(WHAT THE TASK ASKS):
Sort through the entries below and pull out lines containing the word "enum".

■ ■ ■ ■

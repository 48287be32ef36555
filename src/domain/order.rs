//! Order domain entity and its status machine.
//! Framework-agnostic: no SQL or HTTP types in here.

use bigdecimal::BigDecimal;
use chrono::{DateTime, Utc};
use serde::{Deserialize, Serialize};
use std::fmt;
use std::str::FromStr;

use crate::validation::ValidationError;

#[derive(Debug, Clone, Copy, PartialEq, Eq, Hash, Serialize, Deserialize)]
#[serde(rename_all = "SCREAMING_SNAKE_CASE")]
pub enum OrderStatus {
    Pending,
    AwaitingPayment,
    Paid,
    Shipping,
    Delivered,
    Completed,
    Cancelled,
}

impl OrderStatus {
    pub const ALL: [OrderStatus; 7] = [
        OrderStatus::Pending,
        OrderStatus::AwaitingPayment,
        OrderStatus::Paid,
        OrderStatus::Shipping,
        OrderStatus::Delivered,
        OrderStatus::Completed,
        OrderStatus::Cancelled,
    ];

    pub fn as_str(&self) -> &'static str {
        match self {
            OrderStatus::Pending => "PENDING",
            OrderStatus::AwaitingPayment => "AWAITING_PAYMENT",
            OrderStatus::Paid => "PAID",
            OrderStatus::Shipping => "SHIPPING",
            OrderStatus::Delivered => "DELIVERED",
            OrderStatus::Completed => "COMPLETED",
            OrderStatus::Cancelled => "CANCELLED",
        }
    }

    /// Statuses reachable in one step from `self`.
    pub fn allowed_transitions(&self) -> &'static [OrderStatus] {
        use OrderStatus::*;
        match self {
            Pending => &[AwaitingPayment, Shipping, Cancelled],
            AwaitingPayment => &[Pending, Paid, Cancelled],
            Paid => &[Shipping, Cancelled],
            Shipping => &[Delivered],
            Delivered => &[Completed],
            Completed | Cancelled => &[],
        }
    }

    pub fn can_transition_to(&self, next: OrderStatus) -> bool {
        self.allowed_transitions().contains(&next)
    }

    /// Changes an order's owner may make themselves: cancelling before
    /// payment clears, and confirming receipt. PAID is only ever written by
    /// a verified gateway callback.
    pub fn customer_may_request(&self, next: OrderStatus) -> bool {
        use OrderStatus::*;
        matches!(
            (self, next),
            (Pending | AwaitingPayment, Cancelled) | (Delivered, Completed)
        )
    }

    pub fn is_terminal(&self) -> bool {
        self.allowed_transitions().is_empty()
    }

    /// Statuses whose orders count towards revenue.
    pub fn is_revenue(&self) -> bool {
        matches!(
            self,
            OrderStatus::Paid | OrderStatus::Shipping | OrderStatus::Delivered | OrderStatus::Completed
        )
    }
}

impl fmt::Display for OrderStatus {
    fn fmt(&self, f: &mut fmt::Formatter<'_>) -> fmt::Result {
        f.write_str(self.as_str())
    }
}

impl FromStr for OrderStatus {
    type Err = ValidationError;

    fn from_str(value: &str) -> Result<Self, Self::Err> {
        let normalized = value.trim().to_ascii_uppercase();
        OrderStatus::ALL
            .into_iter()
            .find(|status| status.as_str() == normalized)
            .ok_or_else(|| {
                let valid: Vec<&str> = OrderStatus::ALL.iter().map(OrderStatus::as_str).collect();
                ValidationError::new(
                    "status",
                    format!("'{}' is not a valid status; expected one of: {}", value, valid.join(", ")),
                )
            })
    }
}

#[derive(Debug, Clone, Copy, PartialEq, Eq, Serialize, Deserialize)]
#[serde(rename_all = "SCREAMING_SNAKE_CASE")]
pub enum PaymentMethod {
    Cod,
    Vnpay,
}

impl PaymentMethod {
    pub fn as_str(&self) -> &'static str {
        match self {
            PaymentMethod::Cod => "COD",
            PaymentMethod::Vnpay => "VNPAY",
        }
    }

    /// Status a freshly placed order starts in.
    pub fn initial_status(&self) -> OrderStatus {
        match self {
            PaymentMethod::Cod => OrderStatus::Pending,
            PaymentMethod::Vnpay => OrderStatus::AwaitingPayment,
        }
    }
}

impl FromStr for PaymentMethod {
    type Err = ValidationError;

    fn from_str(value: &str) -> Result<Self, Self::Err> {
        match value.trim().to_ascii_uppercase().as_str() {
            "COD" => Ok(PaymentMethod::Cod),
            "VNPAY" => Ok(PaymentMethod::Vnpay),
            _ => Err(ValidationError::new(
                "payment_method",
                "must be one of: COD, VNPAY",
            )),
        }
    }
}

/// Domain entity representing a placed order.
#[derive(Debug, Clone, PartialEq, Serialize)]
pub struct Order {
    pub id: i64,
    pub user_id: Option<i64>,
    pub subtotal: BigDecimal,
    pub discount_amount: BigDecimal,
    pub shipping_fee: BigDecimal,
    pub total: BigDecimal,
    pub discount_code: Option<String>,
    pub status: OrderStatus,
    pub payment_method: String,
    pub shipping_name: String,
    pub shipping_phone: String,
    pub shipping_address: String,
    pub note: Option<String>,
    pub transaction_no: Option<String>,
    pub bank_code: Option<String>,
    pub card_type: Option<String>,
    pub pay_date: Option<String>,
    pub response_code: Option<String>,
    pub response_message: Option<String>,
    pub created_at: DateTime<Utc>,
    pub updated_at: DateTime<Utc>,
    pub paid_at: Option<DateTime<Utc>>,
}

impl Order {
    pub fn is_owned_by(&self, user_id: i64) -> bool {
        self.user_id == Some(user_id)
    }
}

/// Gateway-reported fields written onto an order by a payment callback.
#[derive(Debug, Clone, PartialEq, Eq)]
pub struct PaymentDetails {
    pub transaction_no: Option<String>,
    pub bank_code: Option<String>,
    pub card_type: Option<String>,
    pub pay_date: Option<String>,
    pub response_code: String,
    pub response_message: String,
}

/// Audit row appended on every status change. Never updated.
#[derive(Debug, Clone, PartialEq, Serialize)]
pub struct OrderStatusLog {
    pub id: i64,
    pub order_id: i64,
    pub status: OrderStatus,
    pub reason: String,
    pub changed_by: Option<i64>,
    pub created_at: DateTime<Utc>,
}

#[derive(Debug, Clone, PartialEq, Eq)]
pub struct NewStatusLog {
    pub order_id: i64,
    pub status: OrderStatus,
    pub reason: String,
    pub changed_by: Option<i64>,
}

/// Parses an order id taken from a URL path segment or gateway reference.
pub fn parse_order_id(raw: &str) -> Result<i64, ValidationError> {
    let trimmed = raw.trim();
    if trimmed.is_empty() {
        return Err(ValidationError::new("order_id", "is missing"));
    }

    match trimmed.parse::<i64>() {
        Ok(id) if id > 0 => Ok(id),
        Ok(_) => Err(ValidationError::new(
            "order_id",
            format!("'{}' must be a positive integer", trimmed),
        )),
        Err(_) => Err(ValidationError::new(
            "order_id",
            format!("'{}' is not a valid order id", trimmed),
        )),
    }
}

■ ■ ■ ■

(WRITTEN RESPONSE):
pub enum OrderStatus {
pub enum PaymentMethod {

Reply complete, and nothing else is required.